▶ **Assignment**: How many lines in the records below contain the word "after"? State that number and nothing more.

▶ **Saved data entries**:
((
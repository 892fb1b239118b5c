//! Registry implementation

use std::sync::Arc;

use chrono::Utc;
use tokio::sync::broadcast;

use crate::error::{Error, Result};
use crate::model::notification::{normalize_recipient, recipient_filter, storage_timestamp};
use crate::model::{
    NewNotification, Notification, NotificationId, NotificationRecord, UpdateNotification,
};
use crate::store::{NotificationStore, StoreError};

/// Default capacity of the registry event channel
pub const DEFAULT_EVENT_CAPACITY: usize = 1024;

/// Events emitted after a successful store write
#[derive(Debug, Clone, PartialEq, Eq)]
pub enum RegistryEvent {
    /// A notification was persisted
    Created(Notification),
}

/// Service layer over a notification store
///
/// Store calls run on the blocking thread pool, so a slow or locked database
/// never holds up the async workers serving live connections.
///
/// Mutations that target a single id (`mark_as_read`, `update`, `delete`) look
/// the record up first and report [`Error::NotFound`] when it is missing. The
/// lookup and the write are separate store calls: if a concurrent delete lands
/// between them the write affects nothing and the call still returns `Ok`.
pub struct NotificationRegistry<S: NotificationStore> {
    store: Arc<S>,
    events: broadcast::Sender<RegistryEvent>,
}

impl<S: NotificationStore> NotificationRegistry<S> {
    /// Create a registry with the default event capacity
    pub fn new(store: S) -> Self {
        Self::with_event_capacity(store, DEFAULT_EVENT_CAPACITY)
    }

    /// Create a registry with a custom event channel capacity
    pub fn with_event_capacity(store: S, capacity: usize) -> Self {
        let (events, _) = broadcast::channel(capacity.max(1));
        Self {
            store: Arc::new(store),
            events,
        }
    }

    /// Access the underlying store
    pub fn store(&self) -> &S {
        &self.store
    }

    /// Subscribe to registry events
    pub fn subscribe(&self) -> broadcast::Receiver<RegistryEvent> {
        self.events.subscribe()
    }

    /// Create and persist a notification
    ///
    /// A missing (or zero) `created_at` is stamped with the current UTC time and
    /// `is_read` is always stored as `false`. Returns the record as persisted,
    /// including its new id.
    pub async fn create(&self, input: NewNotification) -> Result<Notification> {
        input.validate()?;

        let created_at = input.supplied_created_at().unwrap_or_else(Utc::now);
        let record = NotificationRecord {
            title: input.title,
            message: input.message,
            recipient_id: normalize_recipient(input.recipient_id),
            created_at: storage_timestamp(created_at),
            is_read: false,
        };

        let notification = self
            .blocking(move |store| {
                let id = store.insert(&record)?;
                Ok(record.with_id(id))
            })
            .await?;

        tracing::info!(
            notification_id = %notification.id,
            recipient = ?notification.recipient_id,
            "Notification created"
        );

        // No receivers is fine: nothing is listening for live delivery yet
        let _ = self.events.send(RegistryEvent::Created(notification.clone()));

        Ok(notification)
    }

    /// All notifications, newest first
    pub async fn get_all(&self) -> Result<Vec<Notification>> {
        self.blocking(|store| Ok(store.find_all()?)).await
    }

    /// Unread notifications, optionally for one recipient, newest first
    ///
    /// A blank recipient id is treated as no filter.
    pub async fn get_unread(&self, recipient_id: Option<&str>) -> Result<Vec<Notification>> {
        let filter = recipient_filter(recipient_id).map(str::to_owned);
        self.blocking(move |store| Ok(store.find_unread(filter.as_deref())?)).await
    }

    /// Look up a single notification
    pub async fn get_by_id(&self, id: &NotificationId) -> Result<Option<Notification>> {
        let id = id.clone();
        self.blocking(move |store| Ok(store.find_by_id(&id)?)).await
    }

    /// Mark one notification as read
    pub async fn mark_as_read(&self, id: &NotificationId) -> Result<()> {
        let id = id.clone();
        self.blocking(move |store| mark_record_read(store, &id)).await
    }

    /// Mark every unread notification (optionally for one recipient) as read
    ///
    /// Returns the number of notifications changed.
    pub async fn mark_all_as_read(&self, recipient_id: Option<&str>) -> Result<usize> {
        let filter = recipient_filter(recipient_id).map(str::to_owned);
        let changed = self
            .blocking(move |store| Ok(store.set_read_where_unread(filter.as_deref())?))
            .await?;

        tracing::debug!(recipient = ?recipient_id, changed, "Marked all as read");
        Ok(changed)
    }

    /// Replace the content of an existing notification
    ///
    /// The id and creation time are kept. `is_read` may be raised but an
    /// already read notification stays read.
    pub async fn update(&self, id: &NotificationId, input: UpdateNotification) -> Result<()> {
        input.validate()?;
        let id = id.clone();
        self.blocking(move |store| replace_record(store, &id, input)).await
    }

    /// Permanently delete a notification
    pub async fn delete(&self, id: &NotificationId) -> Result<()> {
        let id = id.clone();
        self.blocking(move |store| delete_record(store, &id)).await
    }

    /// Run `f` against the store on the blocking thread pool
    async fn blocking<T, F>(&self, f: F) -> Result<T>
    where
        F: FnOnce(&S) -> Result<T> + Send + 'static,
        T: Send + 'static,
    {
        let store = Arc::clone(&self.store);
        tokio::task::spawn_blocking(move || f(&store))
            .await
            .map_err(StoreError::from)?
    }
}

fn require<S: NotificationStore>(store: &S, id: &NotificationId) -> Result<Notification> {
    store
        .find_by_id(id)?
        .ok_or_else(|| Error::NotFound(id.clone()))
}

fn mark_record_read<S: NotificationStore>(store: &S, id: &NotificationId) -> Result<()> {
    require(store, id)?;

    if !store.set_read_by_id(id)? {
        tracing::debug!(notification_id = %id, "Mark-as-read target vanished");
    }
    Ok(())
}

fn replace_record<S: NotificationStore>(
    store: &S,
    id: &NotificationId,
    input: UpdateNotification,
) -> Result<()> {
    let current = require(store, id)?;
    let record = NotificationRecord {
        title: input.title,
        message: input.message,
        recipient_id: normalize_recipient(input.recipient_id),
        created_at: current.created_at,
        is_read: current.is_read || input.is_read,
    };

    if !store.replace_by_id(id, &record)? {
        tracing::debug!(notification_id = %id, "Update target vanished");
    }
    Ok(())
}

fn delete_record<S: NotificationStore>(store: &S, id: &NotificationId) -> Result<()> {
    require(store, id)?;

    if store.delete_by_id(id)? {
        tracing::info!(notification_id = %id, "Notification deleted");
    } else {
        tracing::debug!(notification_id = %id, "Delete target vanished");
    }
    Ok(())
}
//! Client session state machine
//!
//! Tracks a client session from start to stop and decides when the local
//! cache must be (re)synchronised from the server.
//!
//! ```text
//!  Disconnected ──start──► Connecting ──handshake──► Connected
//!        ▲                     │                      │    ▲
//!        │                 (retry)            transport│    │handshake
//!        │                                        lost ▼    │ (resync)
//!        └────────────── stop (from any) ───────── Reconnecting
//! ```

use super::cache::NotificationCache;
use crate::model::Notification;

/// Session lifecycle phase
#[derive(Debug, Clone, Copy, PartialEq, Eq)]
pub enum SessionPhase {
    /// Not started, or stopped
    Disconnected,
    /// First connection attempt(s) in progress
    Connecting,
    /// Handshake complete, receiving pushes
    Connected,
    /// Transport lost, retrying with backoff
    Reconnecting,
}

/// Which fetch a successful handshake calls for
#[derive(Debug, Clone, Copy, PartialEq, Eq)]
pub enum SyncKind {
    /// First connection of the session
    Initial,
    /// Connection recovered after a loss; cache is replaced wholesale
    Resync,
}

/// Complete client session state
#[derive(Debug)]
pub struct SessionState {
    /// Current phase
    pub phase: SessionPhase,

    /// Local notification cache
    pub cache: NotificationCache,

    /// Set once the session has been connected at least once
    has_connected: bool,

    /// Set by `stop`; a stopped session never restarts
    stopped: bool,

    /// Number of completed resyncs
    pub resyncs: u64,

    /// Number of pushes applied to the cache
    pub pushes_applied: u64,
}

impl SessionState {
    /// Create a new session state
    pub fn new() -> Self {
        Self {
            phase: SessionPhase::Disconnected,
            cache: NotificationCache::new(),
            has_connected: false,
            stopped: false,
            resyncs: 0,
            pushes_applied: 0,
        }
    }

    /// Begin connecting
    pub fn start(&mut self) -> bool {
        if self.phase == SessionPhase::Disconnected && !self.stopped {
            self.phase = SessionPhase::Connecting;
            true
        } else {
            false
        }
    }

    /// Handshake succeeded
    ///
    /// Returns the fetch the caller must issue, or `None` if the session is
    /// not waiting for a connection (stopped or already connected).
    pub fn on_handshake(&mut self) -> Option<SyncKind> {
        let kind = match self.phase {
            SessionPhase::Connecting if !self.has_connected => SyncKind::Initial,
            SessionPhase::Connecting | SessionPhase::Reconnecting => SyncKind::Resync,
            SessionPhase::Connected | SessionPhase::Disconnected => return None,
        };

        self.phase = SessionPhase::Connected;
        self.has_connected = true;
        Some(kind)
    }

    /// Transport dropped while connected
    pub fn on_transport_lost(&mut self) {
        if self.phase == SessionPhase::Connected {
            self.phase = SessionPhase::Reconnecting;
        }
    }

    /// Replace the cache with fetched notifications
    pub fn apply_sync(&mut self, kind: SyncKind, notifications: Vec<Notification>) -> bool {
        if self.phase != SessionPhase::Connected {
            return false;
        }
        self.cache.replace(notifications);
        if kind == SyncKind::Resync {
            self.resyncs += 1;
        }
        true
    }

    /// Prepend a pushed notification
    ///
    /// Ignored unless connected, and ignored if already cached.
    pub fn apply_push(&mut self, notification: Notification) -> bool {
        if self.phase != SessionPhase::Connected {
            return false;
        }
        let applied = self.cache.prepend(notification);
        if applied {
            self.pushes_applied += 1;
        }
        applied
    }

    /// Stop the session for good
    pub fn stop(&mut self) {
        self.phase = SessionPhase::Disconnected;
        self.stopped = true;
    }

    /// Whether `stop` has been called
    pub fn is_stopped(&self) -> bool {
        self.stopped
    }

    /// Check if the session is connected
    pub fn is_connected(&self) -> bool {
        self.phase == SessionPhase::Connected
    }
}

impl Default for SessionState {
    fn default() -> Self {
        Self::new()
    }
}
))
▶ **Answer for the task**: 2